── Supplied material

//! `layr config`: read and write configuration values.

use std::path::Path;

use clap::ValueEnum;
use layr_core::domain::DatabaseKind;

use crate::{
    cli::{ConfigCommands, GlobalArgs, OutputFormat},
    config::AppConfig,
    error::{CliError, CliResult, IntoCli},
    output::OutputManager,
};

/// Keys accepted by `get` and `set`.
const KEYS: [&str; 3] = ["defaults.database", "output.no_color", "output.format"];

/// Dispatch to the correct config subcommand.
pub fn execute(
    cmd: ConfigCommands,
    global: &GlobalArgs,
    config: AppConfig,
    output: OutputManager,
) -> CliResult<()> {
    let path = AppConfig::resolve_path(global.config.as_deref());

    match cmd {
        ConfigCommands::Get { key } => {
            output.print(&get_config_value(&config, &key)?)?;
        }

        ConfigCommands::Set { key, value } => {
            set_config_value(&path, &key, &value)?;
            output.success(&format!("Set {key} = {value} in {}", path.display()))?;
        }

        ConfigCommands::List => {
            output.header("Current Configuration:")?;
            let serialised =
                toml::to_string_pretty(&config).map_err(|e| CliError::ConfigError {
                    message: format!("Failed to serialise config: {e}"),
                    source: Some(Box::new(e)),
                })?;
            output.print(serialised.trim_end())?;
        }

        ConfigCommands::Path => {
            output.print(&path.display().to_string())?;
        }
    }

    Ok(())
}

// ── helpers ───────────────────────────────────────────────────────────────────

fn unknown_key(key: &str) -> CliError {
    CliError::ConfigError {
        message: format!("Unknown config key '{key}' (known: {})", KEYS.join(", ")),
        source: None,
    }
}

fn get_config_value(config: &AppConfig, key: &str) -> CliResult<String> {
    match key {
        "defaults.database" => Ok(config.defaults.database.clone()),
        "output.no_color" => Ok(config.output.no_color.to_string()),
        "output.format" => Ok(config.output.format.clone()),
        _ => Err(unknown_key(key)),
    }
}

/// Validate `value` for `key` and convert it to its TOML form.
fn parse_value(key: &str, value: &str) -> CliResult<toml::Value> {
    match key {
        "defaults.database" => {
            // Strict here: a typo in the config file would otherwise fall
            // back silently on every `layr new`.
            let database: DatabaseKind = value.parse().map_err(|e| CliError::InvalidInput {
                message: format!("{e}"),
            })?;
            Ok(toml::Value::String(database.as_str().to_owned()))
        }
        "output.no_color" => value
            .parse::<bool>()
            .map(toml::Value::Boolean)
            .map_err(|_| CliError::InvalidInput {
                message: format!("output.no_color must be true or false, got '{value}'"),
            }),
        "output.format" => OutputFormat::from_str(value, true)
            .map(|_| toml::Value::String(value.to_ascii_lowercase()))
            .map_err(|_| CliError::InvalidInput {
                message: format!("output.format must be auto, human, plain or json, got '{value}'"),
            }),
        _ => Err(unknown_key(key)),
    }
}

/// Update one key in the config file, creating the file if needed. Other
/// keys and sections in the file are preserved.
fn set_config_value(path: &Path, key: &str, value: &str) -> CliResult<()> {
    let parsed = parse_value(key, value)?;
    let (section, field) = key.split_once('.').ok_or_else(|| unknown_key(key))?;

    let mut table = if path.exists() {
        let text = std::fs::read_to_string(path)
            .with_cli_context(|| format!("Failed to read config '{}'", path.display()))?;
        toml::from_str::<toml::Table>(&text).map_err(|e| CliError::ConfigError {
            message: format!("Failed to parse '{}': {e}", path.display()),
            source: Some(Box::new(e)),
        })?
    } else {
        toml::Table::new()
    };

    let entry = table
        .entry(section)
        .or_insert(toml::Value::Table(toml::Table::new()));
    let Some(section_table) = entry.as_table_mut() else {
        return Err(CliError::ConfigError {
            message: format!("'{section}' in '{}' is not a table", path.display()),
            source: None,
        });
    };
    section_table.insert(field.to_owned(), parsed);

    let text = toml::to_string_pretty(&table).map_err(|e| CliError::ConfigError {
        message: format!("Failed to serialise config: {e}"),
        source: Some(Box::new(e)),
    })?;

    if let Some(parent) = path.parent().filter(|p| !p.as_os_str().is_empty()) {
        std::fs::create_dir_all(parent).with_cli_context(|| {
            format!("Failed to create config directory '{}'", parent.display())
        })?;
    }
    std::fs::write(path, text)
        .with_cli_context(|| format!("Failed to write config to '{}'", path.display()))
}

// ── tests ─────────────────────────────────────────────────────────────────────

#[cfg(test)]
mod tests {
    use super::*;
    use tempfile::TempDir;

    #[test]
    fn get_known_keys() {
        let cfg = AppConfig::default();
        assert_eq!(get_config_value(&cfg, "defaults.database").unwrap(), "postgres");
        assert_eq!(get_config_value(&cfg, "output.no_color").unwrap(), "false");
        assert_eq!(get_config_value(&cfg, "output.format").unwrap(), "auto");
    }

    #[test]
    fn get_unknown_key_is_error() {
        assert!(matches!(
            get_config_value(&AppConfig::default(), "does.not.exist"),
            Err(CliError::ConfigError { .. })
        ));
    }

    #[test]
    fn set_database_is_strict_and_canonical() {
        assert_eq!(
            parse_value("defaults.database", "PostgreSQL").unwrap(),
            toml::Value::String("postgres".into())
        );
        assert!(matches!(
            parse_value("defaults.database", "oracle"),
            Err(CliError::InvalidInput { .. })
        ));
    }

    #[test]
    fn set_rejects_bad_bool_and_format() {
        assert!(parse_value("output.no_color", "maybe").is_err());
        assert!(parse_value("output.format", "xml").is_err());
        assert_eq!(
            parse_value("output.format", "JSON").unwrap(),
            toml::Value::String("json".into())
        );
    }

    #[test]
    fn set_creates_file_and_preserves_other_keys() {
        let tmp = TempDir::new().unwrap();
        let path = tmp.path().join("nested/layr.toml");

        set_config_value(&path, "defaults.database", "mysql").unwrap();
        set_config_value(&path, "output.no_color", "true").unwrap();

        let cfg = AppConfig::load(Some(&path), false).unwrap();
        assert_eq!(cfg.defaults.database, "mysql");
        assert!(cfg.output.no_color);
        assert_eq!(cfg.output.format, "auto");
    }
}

────

■ Action item
Scan the listing for "ConfigError" and copy out each line that has it.

■ Exercise result
                toml::to_string_pretty(&config).map_err(|e| CliError::ConfigError {
    CliError::ConfigError {
        toml::from_str::<toml::Table>(&text).map_err(|e| CliError::ConfigError {
        return Err(CliError::ConfigError {
    let text = toml::to_string_pretty(&table).map_err(|e| CliError::ConfigError {
            Err(CliError::ConfigError { .. })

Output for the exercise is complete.